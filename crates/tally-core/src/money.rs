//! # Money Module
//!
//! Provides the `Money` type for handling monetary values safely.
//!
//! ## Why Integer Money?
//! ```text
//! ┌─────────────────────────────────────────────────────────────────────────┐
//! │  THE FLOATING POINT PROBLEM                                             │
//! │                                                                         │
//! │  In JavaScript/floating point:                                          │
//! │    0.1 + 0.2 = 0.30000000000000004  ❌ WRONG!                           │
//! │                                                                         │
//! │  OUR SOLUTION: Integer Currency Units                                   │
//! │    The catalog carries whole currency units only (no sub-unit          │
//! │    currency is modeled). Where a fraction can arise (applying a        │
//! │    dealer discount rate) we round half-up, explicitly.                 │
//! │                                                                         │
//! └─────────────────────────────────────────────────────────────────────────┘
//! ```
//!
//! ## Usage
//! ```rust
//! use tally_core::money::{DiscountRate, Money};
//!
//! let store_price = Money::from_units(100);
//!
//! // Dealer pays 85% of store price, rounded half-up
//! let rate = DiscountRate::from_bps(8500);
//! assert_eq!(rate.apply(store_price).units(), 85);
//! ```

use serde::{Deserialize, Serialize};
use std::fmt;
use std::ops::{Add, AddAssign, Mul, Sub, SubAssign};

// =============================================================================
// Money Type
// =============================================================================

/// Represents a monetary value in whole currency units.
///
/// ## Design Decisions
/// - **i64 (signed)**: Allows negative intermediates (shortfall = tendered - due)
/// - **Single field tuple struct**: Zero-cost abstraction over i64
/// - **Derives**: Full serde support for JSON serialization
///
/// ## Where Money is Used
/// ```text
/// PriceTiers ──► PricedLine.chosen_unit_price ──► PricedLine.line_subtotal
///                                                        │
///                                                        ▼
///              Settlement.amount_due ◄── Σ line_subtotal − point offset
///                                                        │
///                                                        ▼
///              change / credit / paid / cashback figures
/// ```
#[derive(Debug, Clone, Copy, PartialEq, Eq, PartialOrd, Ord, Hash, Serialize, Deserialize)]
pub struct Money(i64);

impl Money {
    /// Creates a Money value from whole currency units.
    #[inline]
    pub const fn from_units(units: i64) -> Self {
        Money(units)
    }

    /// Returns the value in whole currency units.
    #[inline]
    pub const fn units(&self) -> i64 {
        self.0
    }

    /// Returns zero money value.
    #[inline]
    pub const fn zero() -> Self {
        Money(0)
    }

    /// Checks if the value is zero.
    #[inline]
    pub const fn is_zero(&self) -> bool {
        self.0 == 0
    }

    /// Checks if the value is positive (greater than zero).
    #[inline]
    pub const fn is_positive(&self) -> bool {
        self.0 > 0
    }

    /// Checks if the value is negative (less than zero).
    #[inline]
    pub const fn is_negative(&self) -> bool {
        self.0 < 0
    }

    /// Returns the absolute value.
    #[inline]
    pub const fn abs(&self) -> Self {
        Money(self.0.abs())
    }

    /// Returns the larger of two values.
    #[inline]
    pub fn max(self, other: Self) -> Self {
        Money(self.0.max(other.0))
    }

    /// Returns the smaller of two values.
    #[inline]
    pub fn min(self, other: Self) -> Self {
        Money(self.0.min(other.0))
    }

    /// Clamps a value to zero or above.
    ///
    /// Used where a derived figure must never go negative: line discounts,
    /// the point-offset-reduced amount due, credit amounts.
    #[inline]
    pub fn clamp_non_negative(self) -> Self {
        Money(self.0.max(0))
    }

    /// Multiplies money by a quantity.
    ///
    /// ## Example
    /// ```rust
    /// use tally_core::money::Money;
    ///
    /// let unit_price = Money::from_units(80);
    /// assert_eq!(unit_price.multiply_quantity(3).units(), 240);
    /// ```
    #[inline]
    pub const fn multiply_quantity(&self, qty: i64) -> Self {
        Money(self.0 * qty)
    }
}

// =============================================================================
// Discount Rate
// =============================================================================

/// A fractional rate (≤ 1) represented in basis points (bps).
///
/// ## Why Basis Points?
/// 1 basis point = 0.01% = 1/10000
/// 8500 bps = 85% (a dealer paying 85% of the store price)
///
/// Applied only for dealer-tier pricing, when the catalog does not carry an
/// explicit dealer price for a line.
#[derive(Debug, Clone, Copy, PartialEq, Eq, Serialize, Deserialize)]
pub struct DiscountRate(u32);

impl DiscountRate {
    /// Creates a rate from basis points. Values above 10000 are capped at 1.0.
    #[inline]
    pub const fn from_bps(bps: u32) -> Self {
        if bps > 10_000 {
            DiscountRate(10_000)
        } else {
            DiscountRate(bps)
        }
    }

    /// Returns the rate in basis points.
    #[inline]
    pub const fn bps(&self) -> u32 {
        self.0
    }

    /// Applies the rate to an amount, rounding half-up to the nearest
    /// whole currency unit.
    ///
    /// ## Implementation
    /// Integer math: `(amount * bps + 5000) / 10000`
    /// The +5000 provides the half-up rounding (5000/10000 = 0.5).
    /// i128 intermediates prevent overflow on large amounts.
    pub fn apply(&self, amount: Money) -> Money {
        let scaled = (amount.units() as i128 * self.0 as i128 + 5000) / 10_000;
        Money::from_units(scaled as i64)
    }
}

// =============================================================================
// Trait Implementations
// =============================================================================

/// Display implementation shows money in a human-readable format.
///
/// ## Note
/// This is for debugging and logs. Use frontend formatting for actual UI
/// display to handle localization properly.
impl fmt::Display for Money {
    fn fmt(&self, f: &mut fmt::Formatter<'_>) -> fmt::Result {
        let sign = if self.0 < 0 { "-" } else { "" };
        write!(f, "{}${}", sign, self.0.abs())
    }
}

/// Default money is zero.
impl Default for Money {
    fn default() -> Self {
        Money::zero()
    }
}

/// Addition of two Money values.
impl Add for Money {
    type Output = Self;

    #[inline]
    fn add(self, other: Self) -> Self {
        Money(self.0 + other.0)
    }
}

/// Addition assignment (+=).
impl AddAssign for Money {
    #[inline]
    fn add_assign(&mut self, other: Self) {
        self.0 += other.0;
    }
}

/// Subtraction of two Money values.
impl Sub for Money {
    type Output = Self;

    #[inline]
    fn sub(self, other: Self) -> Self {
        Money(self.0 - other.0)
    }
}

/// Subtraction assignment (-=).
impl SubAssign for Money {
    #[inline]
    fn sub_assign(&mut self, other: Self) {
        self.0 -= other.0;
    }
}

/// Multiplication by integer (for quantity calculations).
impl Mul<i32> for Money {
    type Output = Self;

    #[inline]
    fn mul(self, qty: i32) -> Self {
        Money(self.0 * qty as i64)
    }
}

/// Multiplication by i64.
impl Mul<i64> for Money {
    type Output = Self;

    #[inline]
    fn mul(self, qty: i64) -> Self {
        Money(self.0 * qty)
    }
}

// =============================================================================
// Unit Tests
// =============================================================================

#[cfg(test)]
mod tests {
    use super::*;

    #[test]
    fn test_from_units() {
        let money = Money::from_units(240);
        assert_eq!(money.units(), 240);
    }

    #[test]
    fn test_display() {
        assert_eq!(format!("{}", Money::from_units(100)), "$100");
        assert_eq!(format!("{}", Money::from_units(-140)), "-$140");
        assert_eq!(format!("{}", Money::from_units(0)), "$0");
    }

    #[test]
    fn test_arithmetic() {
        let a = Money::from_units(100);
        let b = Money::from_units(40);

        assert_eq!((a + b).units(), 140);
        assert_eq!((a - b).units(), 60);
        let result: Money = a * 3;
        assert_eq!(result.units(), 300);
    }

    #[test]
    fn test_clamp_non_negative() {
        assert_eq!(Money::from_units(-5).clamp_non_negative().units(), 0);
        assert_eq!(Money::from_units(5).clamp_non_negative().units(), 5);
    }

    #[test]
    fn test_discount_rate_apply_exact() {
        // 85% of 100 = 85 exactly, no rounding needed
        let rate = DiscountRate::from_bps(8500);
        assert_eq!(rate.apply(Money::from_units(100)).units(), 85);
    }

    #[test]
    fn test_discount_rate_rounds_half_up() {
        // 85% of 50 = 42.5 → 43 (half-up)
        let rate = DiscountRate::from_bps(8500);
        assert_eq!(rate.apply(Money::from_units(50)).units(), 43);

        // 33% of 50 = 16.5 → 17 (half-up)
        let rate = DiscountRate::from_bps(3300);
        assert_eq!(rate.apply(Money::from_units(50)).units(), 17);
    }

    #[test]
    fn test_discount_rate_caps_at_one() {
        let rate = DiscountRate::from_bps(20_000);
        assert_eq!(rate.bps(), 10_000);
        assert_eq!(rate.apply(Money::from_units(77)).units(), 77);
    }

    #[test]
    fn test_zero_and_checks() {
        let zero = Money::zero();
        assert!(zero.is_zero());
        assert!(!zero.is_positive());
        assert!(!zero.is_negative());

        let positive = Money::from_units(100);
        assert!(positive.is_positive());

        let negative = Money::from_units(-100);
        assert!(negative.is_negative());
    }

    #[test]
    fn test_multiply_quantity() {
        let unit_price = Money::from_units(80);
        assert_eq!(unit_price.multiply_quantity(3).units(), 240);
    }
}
-*-*-
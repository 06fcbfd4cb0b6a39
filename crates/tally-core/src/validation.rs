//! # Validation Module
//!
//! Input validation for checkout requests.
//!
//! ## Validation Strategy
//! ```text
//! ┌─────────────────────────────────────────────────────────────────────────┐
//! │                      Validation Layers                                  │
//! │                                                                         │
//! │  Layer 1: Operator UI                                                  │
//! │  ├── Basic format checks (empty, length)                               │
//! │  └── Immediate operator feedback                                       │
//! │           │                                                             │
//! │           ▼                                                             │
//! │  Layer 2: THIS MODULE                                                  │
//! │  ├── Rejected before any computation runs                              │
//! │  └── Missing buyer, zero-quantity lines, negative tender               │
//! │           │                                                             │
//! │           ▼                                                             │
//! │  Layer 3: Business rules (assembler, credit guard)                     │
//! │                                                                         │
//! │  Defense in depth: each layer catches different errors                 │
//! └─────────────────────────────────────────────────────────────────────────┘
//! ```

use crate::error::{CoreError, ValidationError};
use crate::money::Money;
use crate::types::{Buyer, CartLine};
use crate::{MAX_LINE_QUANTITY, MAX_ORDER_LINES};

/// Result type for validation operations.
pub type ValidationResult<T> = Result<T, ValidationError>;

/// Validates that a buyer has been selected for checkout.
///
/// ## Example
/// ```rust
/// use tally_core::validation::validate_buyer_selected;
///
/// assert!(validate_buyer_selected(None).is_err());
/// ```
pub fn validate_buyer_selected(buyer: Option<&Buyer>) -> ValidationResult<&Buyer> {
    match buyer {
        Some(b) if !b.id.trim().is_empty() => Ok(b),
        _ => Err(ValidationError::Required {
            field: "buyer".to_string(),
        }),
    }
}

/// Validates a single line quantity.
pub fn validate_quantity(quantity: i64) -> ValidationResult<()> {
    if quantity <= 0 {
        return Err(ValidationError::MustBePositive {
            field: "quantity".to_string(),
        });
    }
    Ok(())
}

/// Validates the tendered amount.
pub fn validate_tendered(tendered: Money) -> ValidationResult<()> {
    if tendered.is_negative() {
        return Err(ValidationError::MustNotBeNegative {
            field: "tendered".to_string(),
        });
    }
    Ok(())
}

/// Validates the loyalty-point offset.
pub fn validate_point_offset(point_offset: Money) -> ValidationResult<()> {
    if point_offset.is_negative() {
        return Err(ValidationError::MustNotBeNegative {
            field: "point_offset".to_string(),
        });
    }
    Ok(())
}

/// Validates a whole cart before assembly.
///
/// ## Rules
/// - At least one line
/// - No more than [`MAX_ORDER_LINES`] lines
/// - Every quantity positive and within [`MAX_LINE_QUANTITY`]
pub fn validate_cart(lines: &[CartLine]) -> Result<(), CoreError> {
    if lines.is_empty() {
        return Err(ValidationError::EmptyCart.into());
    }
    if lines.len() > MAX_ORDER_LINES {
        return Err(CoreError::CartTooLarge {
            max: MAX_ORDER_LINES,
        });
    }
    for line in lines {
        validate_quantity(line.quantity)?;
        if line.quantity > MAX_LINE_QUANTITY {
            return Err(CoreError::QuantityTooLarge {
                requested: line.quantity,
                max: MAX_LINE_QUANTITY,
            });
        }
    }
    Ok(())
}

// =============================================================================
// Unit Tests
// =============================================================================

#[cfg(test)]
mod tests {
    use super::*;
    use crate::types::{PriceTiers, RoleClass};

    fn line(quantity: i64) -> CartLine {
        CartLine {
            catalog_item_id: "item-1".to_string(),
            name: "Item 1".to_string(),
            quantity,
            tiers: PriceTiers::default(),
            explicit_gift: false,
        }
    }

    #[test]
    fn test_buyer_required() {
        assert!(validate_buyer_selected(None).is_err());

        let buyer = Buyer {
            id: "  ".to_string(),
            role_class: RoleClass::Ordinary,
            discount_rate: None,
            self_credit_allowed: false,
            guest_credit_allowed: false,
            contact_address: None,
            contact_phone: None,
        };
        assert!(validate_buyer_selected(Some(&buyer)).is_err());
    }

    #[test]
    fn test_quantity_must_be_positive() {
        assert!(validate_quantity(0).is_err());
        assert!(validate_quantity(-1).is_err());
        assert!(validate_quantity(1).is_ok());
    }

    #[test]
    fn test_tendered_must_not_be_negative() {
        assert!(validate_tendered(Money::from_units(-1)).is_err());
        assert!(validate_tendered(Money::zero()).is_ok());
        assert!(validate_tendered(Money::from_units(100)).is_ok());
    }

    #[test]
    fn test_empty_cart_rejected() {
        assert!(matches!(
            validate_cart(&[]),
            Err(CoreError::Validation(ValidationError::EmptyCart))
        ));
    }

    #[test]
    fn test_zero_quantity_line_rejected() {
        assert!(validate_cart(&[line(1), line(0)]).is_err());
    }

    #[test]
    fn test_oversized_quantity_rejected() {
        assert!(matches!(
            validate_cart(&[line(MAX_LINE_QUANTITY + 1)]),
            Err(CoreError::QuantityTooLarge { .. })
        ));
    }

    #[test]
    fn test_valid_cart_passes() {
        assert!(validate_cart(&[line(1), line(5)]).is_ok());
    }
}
-*-*-
Goal of the exercise >> Go through the listing above and return each line where the word "field" occurs.

Task response >>
/// - **Single field tuple struct**: Zero-cost abstraction over i64
            field: "buyer".to_string(),
            field: "quantity".to_string(),
            field: "tendered".to_string(),
            field: "point_offset".to_string(),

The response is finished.